Please forgive me if I am asking a silly question but I am trying to understand what the following code is doing as I am trying to convert it to delphi and cant replicate the result.
in the above code tmp has a value of 56257. How does that value come about? My understanding is that tmp should have a value that matches the 37th entry in the array, in this case 13 (0d).
You have an array of bytes (char) but you are trying to access it like an array of u16 (short int). These probably aren't the same size so your pointer arithmetic won't be the same.
Putting aside the disregard for pointer aliasing and the non-guaranteed size of the short, note that 56257 is 0xdbc1, that is, your pointer is pointing at the byte number 74 (and you machine appears to be little-endian)

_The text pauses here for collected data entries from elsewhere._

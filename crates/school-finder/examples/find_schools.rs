//! Find primary schools in a city and export them as CSV
//!
//! This example demonstrates the full workflow:
//! - Configuring a finder (optionally with a fallback search API key)
//! - Running a search and inspecting the session
//! - Filtering by type and name
//! - Writing the visible subset to `<city>_schools.csv`
//!
//! Usage: `cargo run --example find_schools -- "Oslo" [type] [name]`
//!
//! Set `SERPER_API_KEY` to enable the local-search fallback.

use school_finder::{FilterCriteria, FinderConfigBuilder, SchoolFinder, TypeFilter};

fn main() -> Result<(), Box<dyn std::error::Error>> {
    school_finder::init_logging(tracing::Level::INFO)?;

    let mut args = std::env::args().skip(1);
    let city = args.next().unwrap_or_else(|| "Oslo".to_owned());
    let type_filter: TypeFilter = args.next().as_deref().unwrap_or("all").parse()?;
    let name_query = args.next().unwrap_or_default();

    let mut builder = FinderConfigBuilder::new();
    match std::env::var("SERPER_API_KEY") {
        Ok(key) => builder = builder.fallback_api_key(key),
        Err(_) => builder = builder.fallback_enabled(false),
    }
    let finder = SchoolFinder::with_config(builder.build())?;

    let session = match finder.search_blocking(&city) {
        Ok(session) => session,
        Err(e) => {
            println!("{}", e.user_message());
            return Err(e.into());
        }
    };

    let summary = session.summary();
    println!(
        "{} schools in {} ({} public, {} private, {} unknown) via {:?}",
        session.count(),
        session.city.display_name,
        summary.public,
        summary.private,
        summary.unknown,
        session.origin
    );

    let criteria = FilterCriteria::new(type_filter, name_query);
    let visible = session.filter(&criteria);
    for (i, school) in visible.iter().enumerate() {
        println!("  {}. {} [{}]", i + 1, school.name, school.school_type);
        if !school.website.is_empty() {
            println!("     {}", school.website);
        }
        if !school.contact.is_empty() {
            println!("     Principal: {}", school.contact);
        }
    }

    let path = session.write_csv(".", &criteria, finder.config().csv_quoting)?;
    println!("Showing {} of {}, saved to {}", visible.len(), session.count(), path.display());

    Ok(())
}
//! Integration tests for School Finder
//!
//! These tests drive the full public API end to end. All three services are played by a
//! scripted in-memory transport, so no network access is needed and every request the
//! pipeline makes can be inspected afterwards.

use school_finder::{
    CsvQuoting, FilterCriteria, FinderConfig, FinderConfigBuilder, ResultOrigin, SchoolFinder,
    SchoolType, TypeFilter,
    error::SchoolFinderError,
    sources::{
        DEFAULT_FALLBACK_URL, DEFAULT_OVERPASS_MIRRORS, Method, NOMINATIM_SEARCH_URL,
        testing::ScriptedTransport,
    },
};

const OSLO: &str = r#"[{"lat":"59.9133301","lon":"10.7389701","name":"Oslo","display_name":"Oslo, Norway","boundingbox":["59.8","60.1","10.5","10.9"]}]"#;

const MAJORSTUEN: &str = r#"{"version":0.6,"elements":[
    {"type":"node","id":1001,"lat":59.929,"lon":10.714,"tags":{"amenity":"school","name":"Majorstuen skole"}}
]}"#;

const NO_ELEMENTS: &str = r#"{"version":0.6,"elements":[]}"#;

const MIXED: &str = r#"{"elements":[
    {"type":"node","id":1,"lat":59.92,"lon":10.71,"tags":{"amenity":"school","name":"Oslo Primary School","operator":"public"}},
    {"type":"node","id":2,"lat":59.93,"lon":10.72,"tags":{"amenity":"school","name":"OSLO PRIMARY SCHOOL","operator":"private"}},
    {"type":"way","id":3,"center":{"lat":59.94,"lon":10.73},"tags":{"amenity":"school","name":"Oslo Montessori","operator":"public","website":"https://montessori.example"}},
    {"type":"relation","id":4,"center":{"lat":59.95,"lon":10.74},"tags":{"amenity":"school","name":"Bergen International College"}},
    {"type":"node","id":5,"lat":59.96,"lon":10.75,"tags":{"amenity":"school","name":"St. \"Olav\" Catholic School","contact:person":"Sister Maria"}},
    {"type":"node","id":6,"lat":59.97,"lon":10.76,"tags":{"shop":"bakery","name":"Oslo Bakeri"}}
]}"#;

const PLACES: &str = r#"{"places":[{"title":"Uranienborg skole","website":"https://uranienborg.example"},{"title":"Bolteløkka skole"}]}"#;

fn setup_test_env() {
    let _ = school_finder::init_logging(tracing::Level::WARN);
}

fn finder(transport: ScriptedTransport) -> SchoolFinder<ScriptedTransport> {
    SchoolFinder::with_transport(transport, FinderConfig::default())
}

#[tokio::test]
async fn test_unresolvable_city_skips_spatial_query() {
    setup_test_env();

    let transport = ScriptedTransport::new()
        .respond_json(NOMINATIM_SEARCH_URL, "[]")
        .respond_json("https://overpass", MAJORSTUEN);
    let finder = finder(transport);

    let err = finder.search("Atlantisxyz").await.unwrap_err();
    assert!(matches!(err, SchoolFinderError::NotFound { ref city } if city == "Atlantisxyz"));
    assert_eq!(err.user_message(), "City not found");

    let sent = finder.transport().requests();
    assert_eq!(sent.len(), 1, "only the geocoder should be contacted");
    assert_eq!(sent[0].query_value("q"), Some("Atlantisxyz"));
    assert_eq!(sent[0].query_value("limit"), Some("1"));
}

#[tokio::test]
async fn test_oslo_end_to_end() {
    setup_test_env();

    let transport = ScriptedTransport::new()
        .respond_json(NOMINATIM_SEARCH_URL, OSLO)
        .respond_json(DEFAULT_OVERPASS_MIRRORS[0], MAJORSTUEN)
        .respond_json(DEFAULT_FALLBACK_URL, PLACES);
    let finder = finder(transport);

    let session = finder.search("Oslo").await.expect("Search should work");

    assert_eq!(session.count(), 1);
    assert_eq!(session.origin, ResultOrigin::Overpass);
    let school = &session.records()[0];
    assert_eq!(school.name, "Majorstuen skole");
    assert_eq!(school.website, "");
    assert_eq!(school.school_type, SchoolType::Unknown);
    assert_eq!(school.contact, "");

    assert!(finder.transport().requests_to(DEFAULT_FALLBACK_URL).is_empty());

    let overpass = finder.transport().requests_to(DEFAULT_OVERPASS_MIRRORS[0]);
    assert_eq!(overpass.len(), 1);
    assert_eq!(overpass[0].method, Method::Post);
    let query = overpass[0].body.as_deref().unwrap();
    assert!(query.starts_with("[out:json][timeout:60];"));
    assert!(query.trim_end().ends_with("out center tags qt;"));
}

#[tokio::test]
async fn test_zero_elements_uses_fallback_once_then_no_results() {
    setup_test_env();

    let transport = ScriptedTransport::new()
        .respond_json(NOMINATIM_SEARCH_URL, OSLO)
        .respond_json(DEFAULT_OVERPASS_MIRRORS[0], NO_ELEMENTS)
        .respond_json(DEFAULT_FALLBACK_URL, r#"{"places":[]}"#);
    let finder = finder(transport);

    let err = finder.search("Oslo").await.unwrap_err();
    assert!(matches!(err, SchoolFinderError::NoResults { .. }));
    assert_eq!(err.user_message(), "No schools found in this area");

    let fallback = finder.transport().requests_to(DEFAULT_FALLBACK_URL);
    assert_eq!(fallback.len(), 1);
    assert_eq!(fallback[0].query_value("q"), Some("schools in Oslo"));
}

#[tokio::test]
async fn test_fallback_records_become_session() {
    setup_test_env();

    let transport = ScriptedTransport::new()
        .respond_json(NOMINATIM_SEARCH_URL, OSLO)
        .respond_json(DEFAULT_OVERPASS_MIRRORS[0], NO_ELEMENTS)
        .respond_json(DEFAULT_FALLBACK_URL, PLACES);
    let finder = finder(transport);

    let session = finder.search("Oslo").await.unwrap();
    assert_eq!(session.origin, ResultOrigin::Fallback);
    assert_eq!(session.count(), 2);
    assert!(session.records().iter().all(|r| r.school_type == SchoolType::Unknown));
    assert!(session.records().iter().all(|r| r.contact.is_empty()));
    assert_eq!(session.records()[0].website, "https://uranienborg.example");
}

#[tokio::test]
async fn test_all_mirrors_failing_degrades_to_fallback() {
    setup_test_env();

    let transport = ScriptedTransport::new()
        .respond_json(NOMINATIM_SEARCH_URL, OSLO)
        .respond_status(DEFAULT_OVERPASS_MIRRORS[0], 504)
        .fail(DEFAULT_OVERPASS_MIRRORS[1], "connection reset")
        .respond_json(DEFAULT_OVERPASS_MIRRORS[2], "<html>rate limited</html>")
        .respond_json(DEFAULT_FALLBACK_URL, PLACES);
    let finder = finder(transport);

    let session = finder.search("Oslo").await.unwrap();
    assert_eq!(session.origin, ResultOrigin::Fallback);

    let urls: Vec<_> = finder
        .transport()
        .requests()
        .into_iter()
        .map(|r| r.url)
        .collect();
    assert_eq!(
        urls,
        [
            NOMINATIM_SEARCH_URL,
            DEFAULT_OVERPASS_MIRRORS[0],
            DEFAULT_OVERPASS_MIRRORS[1],
            DEFAULT_OVERPASS_MIRRORS[2],
            DEFAULT_FALLBACK_URL,
        ]
    );
}

#[tokio::test]
async fn test_second_mirror_answers_after_first_fails() {
    setup_test_env();

    let transport = ScriptedTransport::new()
        .respond_json(NOMINATIM_SEARCH_URL, OSLO)
        .respond_status(DEFAULT_OVERPASS_MIRRORS[0], 429)
        .respond_json(DEFAULT_OVERPASS_MIRRORS[1], MAJORSTUEN);
    let finder = finder(transport);

    let session = finder.search("Oslo").await.unwrap();
    assert_eq!(session.origin, ResultOrigin::Overpass);
    assert!(finder.transport().requests_to(DEFAULT_OVERPASS_MIRRORS[2]).is_empty());
    assert!(finder.transport().requests_to(DEFAULT_FALLBACK_URL).is_empty());
}

#[tokio::test]
async fn test_geocoder_outage_is_service_error() {
    setup_test_env();

    let transport = ScriptedTransport::new().fail(NOMINATIM_SEARCH_URL, "dns failure");
    let finder = finder(transport);

    let err = finder.search("Oslo").await.unwrap_err();
    assert!(matches!(err, SchoolFinderError::ServiceError(_)));
    assert_eq!(err.user_message(), "Search failed");
    assert_eq!(finder.transport().requests().len(), 1);
}

#[tokio::test]
async fn test_blank_input_is_rejected_before_any_request() {
    setup_test_env();

    let finder = finder(ScriptedTransport::new());
    let err = finder.search("   ").await.unwrap_err();
    assert!(matches!(err, SchoolFinderError::EmptyInput));
    assert_eq!(err.user_message(), "Please enter a city");
    assert!(finder.transport().requests().is_empty());
}

#[tokio::test]
async fn test_extraction_dedupe_and_classification() {
    setup_test_env();

    let transport = ScriptedTransport::new()
        .respond_json(NOMINATIM_SEARCH_URL, OSLO)
        .respond_json(DEFAULT_OVERPASS_MIRRORS[0], MIXED);
    let finder = finder(transport);

    let session = finder.search("Oslo").await.unwrap();
    let names: Vec<_> = session.records().iter().map(|r| r.name.as_str()).collect();
    assert_eq!(
        names,
        ["Oslo Primary School", "Oslo Montessori", "St. \"Olav\" Catholic School"]
    );

    let records = session.records();
    assert_eq!(records[0].school_type, SchoolType::Public);
    assert_eq!(records[1].school_type, SchoolType::Public);
    assert_eq!(records[1].website, "https://montessori.example");
    assert_eq!(records[2].school_type, SchoolType::Private);
    assert_eq!(records[2].contact, "Sister Maria");

    let summary = session.summary();
    assert_eq!((summary.public, summary.private, summary.unknown), (2, 1, 0));
}

#[tokio::test]
async fn test_filter_and_export_workflow() {
    setup_test_env();

    let transport = ScriptedTransport::new()
        .respond_json(NOMINATIM_SEARCH_URL, OSLO)
        .respond_json(DEFAULT_OVERPASS_MIRRORS[0], MIXED);
    let config = FinderConfigBuilder::new()
        .csv_quoting(CsvQuoting::Verbatim)
        .build();
    let finder = SchoolFinder::with_transport(transport, config);
    let session = finder.search("Oslo").await.unwrap();

    // 1. Type filter
    let public = FilterCriteria::default().with_type(TypeFilter::Public);
    assert_eq!(session.visible_count(&public), 2);

    // 2. Name search is a case-insensitive substring match
    let montessori = FilterCriteria::new(TypeFilter::All, "MONTESSORI");
    let visible = session.filter(&montessori);
    assert_eq!(visible.len(), 1);
    assert_eq!(session.filter(&montessori), visible);

    // 3. Export of the visible subset honours the configured quoting
    let verbatim = finder.export_csv(&session, &FilterCriteria::new(TypeFilter::Private, ""));
    assert_eq!(
        verbatim,
        "\"School Name\",\"Website\",\"Type\",\"Principal\"\n\"St. \"Olav\" Catholic School\",\"\",\"Private\",\"Sister Maria\""
    );
    let escaped = session.export_csv(
        &FilterCriteria::new(TypeFilter::Private, ""),
        CsvQuoting::Escaped,
    );
    assert!(escaped.contains("\"St. \"\"Olav\"\" Catholic School\""));

    // 4. File export
    let dir = tempfile::tempdir().unwrap();
    let path = session
        .write_csv(dir.path(), &public, CsvQuoting::Escaped)
        .unwrap();
    assert_eq!(path.file_name().unwrap(), "Oslo_schools.csv");
    let written = std::fs::read_to_string(&path).unwrap();
    assert_eq!(written.lines().count(), 3);
}

#[tokio::test]
async fn test_custom_endpoints_and_disabled_fallback() {
    setup_test_env();

    let transport = ScriptedTransport::new()
        .respond_json("http://geo.local/search", OSLO)
        .respond_status("http://primary.local", 503)
        .respond_json("http://secondary.local", NO_ELEMENTS);
    let config = FinderConfigBuilder::offline_fallback()
        .geocoder_url("http://geo.local/search")
        .overpass_mirrors([
            "http://primary.local/api/interpreter",
            "http://secondary.local/api/interpreter",
        ])
        .unwrap()
        .build();
    let finder = SchoolFinder::with_transport(transport, config);

    let err = finder.search("Oslo").await.unwrap_err();
    assert!(matches!(err, SchoolFinderError::NoResults { .. }));
    assert_eq!(finder.transport().requests().len(), 3);
}

#[tokio::test]
async fn test_finder_is_reusable_after_errors() {
    setup_test_env();

    let transport = ScriptedTransport::new()
        .route(NOMINATIM_SEARCH_URL, |request| {
            let body = if request.query_value("q") == Some("Oslo") { OSLO } else { "[]" };
            Ok(school_finder::sources::HttpResponse::ok(body))
        })
        .respond_json(DEFAULT_OVERPASS_MIRRORS[0], MAJORSTUEN);
    let finder = finder(transport);

    assert!(finder.search("Nowhere").await.is_err());
    assert!(finder.search("").await.is_err());
    let session = finder.search("Oslo").await.unwrap();
    assert_eq!(session.count(), 1);
}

Since the type of 'tester' is u16*, it is treated by operator+ as an iterator for an array of u16's. By definition, adding a number n to the pointer to the i'th element of an array results in a pointer to the i+n'th element of the same array. The size of the short in your case is indeed 2 bytes, so the (0+37)'th element of the imaginary array of u16's begins at byte 74.
Thank you all very much, I now understand whats going on and how the values are being calculated.
This code is very old and untouched in a long time...long before I started working here and the bit you are seeing is only an extract that has been simplified to show my problem and is perhaps obsolete now, but until I can understand it I cant really say for sure.